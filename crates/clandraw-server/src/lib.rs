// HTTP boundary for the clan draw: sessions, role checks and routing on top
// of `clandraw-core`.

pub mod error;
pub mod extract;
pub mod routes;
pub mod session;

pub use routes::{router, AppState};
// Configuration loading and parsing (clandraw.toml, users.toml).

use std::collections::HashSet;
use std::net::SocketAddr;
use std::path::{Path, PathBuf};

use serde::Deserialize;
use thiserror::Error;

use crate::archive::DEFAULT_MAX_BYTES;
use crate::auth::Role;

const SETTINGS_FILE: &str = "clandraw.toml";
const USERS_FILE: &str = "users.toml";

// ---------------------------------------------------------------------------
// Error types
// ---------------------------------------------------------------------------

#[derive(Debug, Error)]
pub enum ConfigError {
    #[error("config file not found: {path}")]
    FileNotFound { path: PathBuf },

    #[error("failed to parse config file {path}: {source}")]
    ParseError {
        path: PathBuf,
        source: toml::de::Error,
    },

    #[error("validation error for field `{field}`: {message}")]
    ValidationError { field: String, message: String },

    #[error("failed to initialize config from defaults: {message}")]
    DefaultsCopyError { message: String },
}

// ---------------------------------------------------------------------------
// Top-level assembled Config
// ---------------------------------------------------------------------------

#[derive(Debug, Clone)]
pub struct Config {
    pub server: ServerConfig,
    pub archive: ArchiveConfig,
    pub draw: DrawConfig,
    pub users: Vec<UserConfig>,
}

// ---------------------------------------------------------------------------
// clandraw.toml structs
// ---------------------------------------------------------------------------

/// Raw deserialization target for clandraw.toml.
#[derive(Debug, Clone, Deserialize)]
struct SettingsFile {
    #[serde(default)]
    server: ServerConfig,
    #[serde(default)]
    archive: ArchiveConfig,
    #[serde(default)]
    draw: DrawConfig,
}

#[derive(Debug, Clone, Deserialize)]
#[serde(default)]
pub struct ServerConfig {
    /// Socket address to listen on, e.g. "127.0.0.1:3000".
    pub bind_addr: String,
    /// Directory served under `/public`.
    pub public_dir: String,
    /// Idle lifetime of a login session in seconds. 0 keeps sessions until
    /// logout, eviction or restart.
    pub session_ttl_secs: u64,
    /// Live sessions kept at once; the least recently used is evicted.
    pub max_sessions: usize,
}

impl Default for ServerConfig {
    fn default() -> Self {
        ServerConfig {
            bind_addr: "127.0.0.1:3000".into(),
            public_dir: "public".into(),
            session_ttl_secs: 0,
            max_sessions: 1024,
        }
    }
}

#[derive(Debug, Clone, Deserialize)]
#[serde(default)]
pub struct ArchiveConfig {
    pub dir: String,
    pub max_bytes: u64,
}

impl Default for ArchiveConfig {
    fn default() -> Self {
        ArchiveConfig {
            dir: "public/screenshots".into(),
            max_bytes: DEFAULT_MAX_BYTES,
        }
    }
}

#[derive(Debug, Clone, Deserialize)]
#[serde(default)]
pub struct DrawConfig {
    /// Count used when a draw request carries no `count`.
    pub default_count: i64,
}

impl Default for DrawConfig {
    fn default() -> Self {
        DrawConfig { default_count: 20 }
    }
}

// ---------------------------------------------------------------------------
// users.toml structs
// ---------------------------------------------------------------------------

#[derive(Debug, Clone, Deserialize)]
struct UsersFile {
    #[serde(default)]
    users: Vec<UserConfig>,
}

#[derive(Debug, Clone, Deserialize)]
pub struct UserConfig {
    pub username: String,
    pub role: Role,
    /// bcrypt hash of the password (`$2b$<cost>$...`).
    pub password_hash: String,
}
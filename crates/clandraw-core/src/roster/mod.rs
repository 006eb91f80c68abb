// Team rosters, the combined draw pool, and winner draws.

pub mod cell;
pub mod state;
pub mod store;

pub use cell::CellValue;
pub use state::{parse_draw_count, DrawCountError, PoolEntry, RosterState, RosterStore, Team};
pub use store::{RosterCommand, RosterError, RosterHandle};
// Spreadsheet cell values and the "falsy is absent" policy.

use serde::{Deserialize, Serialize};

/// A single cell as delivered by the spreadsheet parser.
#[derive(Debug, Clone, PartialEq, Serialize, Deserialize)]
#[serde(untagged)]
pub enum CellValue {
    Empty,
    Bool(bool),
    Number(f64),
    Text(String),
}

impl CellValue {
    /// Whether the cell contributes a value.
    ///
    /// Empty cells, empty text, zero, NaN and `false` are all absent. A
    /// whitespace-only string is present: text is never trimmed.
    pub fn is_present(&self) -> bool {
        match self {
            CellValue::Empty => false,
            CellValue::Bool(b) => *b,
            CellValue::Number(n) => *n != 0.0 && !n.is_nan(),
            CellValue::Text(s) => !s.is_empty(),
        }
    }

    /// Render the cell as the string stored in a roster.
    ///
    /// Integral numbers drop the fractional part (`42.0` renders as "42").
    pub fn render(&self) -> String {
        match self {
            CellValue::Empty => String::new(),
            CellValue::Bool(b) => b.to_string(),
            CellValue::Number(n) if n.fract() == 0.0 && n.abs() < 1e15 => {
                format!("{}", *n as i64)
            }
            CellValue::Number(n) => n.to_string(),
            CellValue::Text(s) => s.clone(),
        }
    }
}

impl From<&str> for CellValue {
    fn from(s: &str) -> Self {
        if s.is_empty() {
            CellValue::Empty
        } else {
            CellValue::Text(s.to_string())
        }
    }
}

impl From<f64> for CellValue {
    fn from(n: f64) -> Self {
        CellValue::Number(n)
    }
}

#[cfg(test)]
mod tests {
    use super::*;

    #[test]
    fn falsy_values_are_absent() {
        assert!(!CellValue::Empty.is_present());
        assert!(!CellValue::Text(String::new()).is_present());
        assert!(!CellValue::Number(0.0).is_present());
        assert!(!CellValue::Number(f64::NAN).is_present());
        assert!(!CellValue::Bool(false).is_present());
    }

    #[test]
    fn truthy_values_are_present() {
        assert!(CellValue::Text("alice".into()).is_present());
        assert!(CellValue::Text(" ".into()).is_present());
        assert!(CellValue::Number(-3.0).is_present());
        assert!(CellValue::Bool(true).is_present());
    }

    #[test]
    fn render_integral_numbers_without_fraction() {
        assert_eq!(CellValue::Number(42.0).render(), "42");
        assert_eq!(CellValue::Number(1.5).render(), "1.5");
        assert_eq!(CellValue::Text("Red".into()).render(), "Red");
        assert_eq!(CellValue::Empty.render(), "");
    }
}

### INSTRUCTIONS FOR THE TASK:
Write the entries above out again, unchanged and complete.

### TASK OUTPUT:
filename crates/clandraw-server/src/lib.rs
// HTTP boundary for the clan draw: sessions, role checks and routing on top
// of `clandraw-core`.

pub mod error;
pub mod extract;
pub mod routes;
pub mod session;

pub use routes::{router, AppState};
// Configuration loading and parsing (clandraw.toml, users.toml).

use std::collections::HashSet;
use std::net::SocketAddr;
use std::path::{Path, PathBuf};

use serde::Deserialize;
use thiserror::Error;

use crate::archive::DEFAULT_MAX_BYTES;
use crate::auth::Role;

const SETTINGS_FILE: &str = "clandraw.toml";
const USERS_FILE: &str = "users.toml";

// ---------------------------------------------------------------------------
// Error types
// ---------------------------------------------------------------------------

#[derive(Debug, Error)]
pub enum ConfigError {
    #[error("config file not found: {path}")]
    FileNotFound { path: PathBuf },

    #[error("failed to parse config file {path}: {source}")]
    ParseError {
        path: PathBuf,
        source: toml::de::Error,
    },

    #[error("validation error for field `{field}`: {message}")]
    ValidationError { field: String, message: String },

    #[error("failed to initialize config from defaults: {message}")]
    DefaultsCopyError { message: String },
}

// ---------------------------------------------------------------------------
// Top-level assembled Config
// ---------------------------------------------------------------------------

#[derive(Debug, Clone)]
pub struct Config {
    pub server: ServerConfig,
    pub archive: ArchiveConfig,
    pub draw: DrawConfig,
    pub users: Vec<UserConfig>,
}

// ---------------------------------------------------------------------------
// clandraw.toml structs
// ---------------------------------------------------------------------------

/// Raw deserialization target for clandraw.toml.
#[derive(Debug, Clone, Deserialize)]
struct SettingsFile {
    #[serde(default)]
    server: ServerConfig,
    #[serde(default)]
    archive: ArchiveConfig,
    #[serde(default)]
    draw: DrawConfig,
}

#[derive(Debug, Clone, Deserialize)]
#[serde(default)]
pub struct ServerConfig {
    /// Socket address to listen on, e.g. "127.0.0.1:3000".
    pub bind_addr: String,
    /// Directory served under `/public`.
    pub public_dir: String,
    /// Idle lifetime of a login session in seconds. 0 keeps sessions until
    /// logout, eviction or restart.
    pub session_ttl_secs: u64,
    /// Live sessions kept at once; the least recently used is evicted.
    pub max_sessions: usize,
}

impl Default for ServerConfig {
    fn default() -> Self {
        ServerConfig {
            bind_addr: "127.0.0.1:3000".into(),
            public_dir: "public".into(),
            session_ttl_secs: 0,
            max_sessions: 1024,
        }
    }
}

#[derive(Debug, Clone, Deserialize)]
#[serde(default)]
pub struct ArchiveConfig {
    pub dir: String,
    pub max_bytes: u64,
}

impl Default for ArchiveConfig {
    fn default() -> Self {
        ArchiveConfig {
            dir: "public/screenshots".into(),
            max_bytes: DEFAULT_MAX_BYTES,
        }
    }
}

#[derive(Debug, Clone, Deserialize)]
#[serde(default)]
pub struct DrawConfig {
    /// Count used when a draw request carries no `count`.
    pub default_count: i64,
}

impl Default for DrawConfig {
    fn default() -> Self {
        DrawConfig { default_count: 20 }
    }
}

// ---------------------------------------------------------------------------
// users.toml structs
// ---------------------------------------------------------------------------

#[derive(Debug, Clone, Deserialize)]
struct UsersFile {
    #[serde(default)]
    users: Vec<UserConfig>,
}

#[derive(Debug, Clone, Deserialize)]
pub struct UserConfig {
    pub username: String,
    pub role: Role,
    /// bcrypt hash of the password (`$2b$<cost>$...`).
    pub password_hash: String,
}
filename crates/clandraw-core/src/roster/mod.rs
repository 006eb91f80c68abb
// Team rosters, the combined draw pool, and winner draws.

pub mod cell;
pub mod state;
pub mod store;

pub use cell::CellValue;
pub use state::{parse_draw_count, DrawCountError, PoolEntry, RosterState, RosterStore, Team};
pub use store::{RosterCommand, RosterError, RosterHandle};
// Spreadsheet cell values and the "falsy is absent" policy.

use serde::{Deserialize, Serialize};

/// A single cell as delivered by the spreadsheet parser.
#[derive(Debug, Clone, PartialEq, Serialize, Deserialize)]
#[serde(untagged)]
pub enum CellValue {
    Empty,
    Bool(bool),
    Number(f64),
    Text(String),
}

impl CellValue {
    /// Whether the cell contributes a value.
    ///
    /// Empty cells, empty text, zero, NaN and `false` are all absent. A
    /// whitespace-only string is present: text is never trimmed.
    pub fn is_present(&self) -> bool {
        match self {
            CellValue::Empty => false,
            CellValue::Bool(b) => *b,
            CellValue::Number(n) => *n != 0.0 && !n.is_nan(),
            CellValue::Text(s) => !s.is_empty(),
        }
    }

    /// Render the cell as the string stored in a roster.
    ///
    /// Integral numbers drop the fractional part (`42.0` renders as "42").
    pub fn render(&self) -> String {
        match self {
            CellValue::Empty => String::new(),
            CellValue::Bool(b) => b.to_string(),
            CellValue::Number(n) if n.fract() == 0.0 && n.abs() < 1e15 => {
                format!("{}", *n as i64)
            }
            CellValue::Number(n) => n.to_string(),
            CellValue::Text(s) => s.clone(),
        }
    }
}

impl From<&str> for CellValue {
    fn from(s: &str) -> Self {
        if s.is_empty() {
            CellValue::Empty
        } else {
            CellValue::Text(s.to_string())
        }
    }
}

impl From<f64> for CellValue {
    fn from(n: f64) -> Self {
        CellValue::Number(n)
    }
}

#[cfg(test)]
mod tests {
    use super::*;

    #[test]
    fn falsy_values_are_absent() {
        assert!(!CellValue::Empty.is_present());
        assert!(!CellValue::Text(String::new()).is_present());
        assert!(!CellValue::Number(0.0).is_present());
        assert!(!CellValue::Number(f64::NAN).is_present());
        assert!(!CellValue::Bool(false).is_present());
    }

    #[test]
    fn truthy_values_are_present() {
        assert!(CellValue::Text("alice".into()).is_present());
        assert!(CellValue::Text(" ".into()).is_present());
        assert!(CellValue::Number(-3.0).is_present());
        assert!(CellValue::Bool(true).is_present());
    }

    #[test]
    fn render_integral_numbers_without_fraction() {
        assert_eq!(CellValue::Number(42.0).render(), "42");
        assert_eq!(CellValue::Number(1.5).render(), "1.5");
        assert_eq!(CellValue::Text("Red".into()).render(), "Red");
        assert_eq!(CellValue::Empty.render(), "");
    }
}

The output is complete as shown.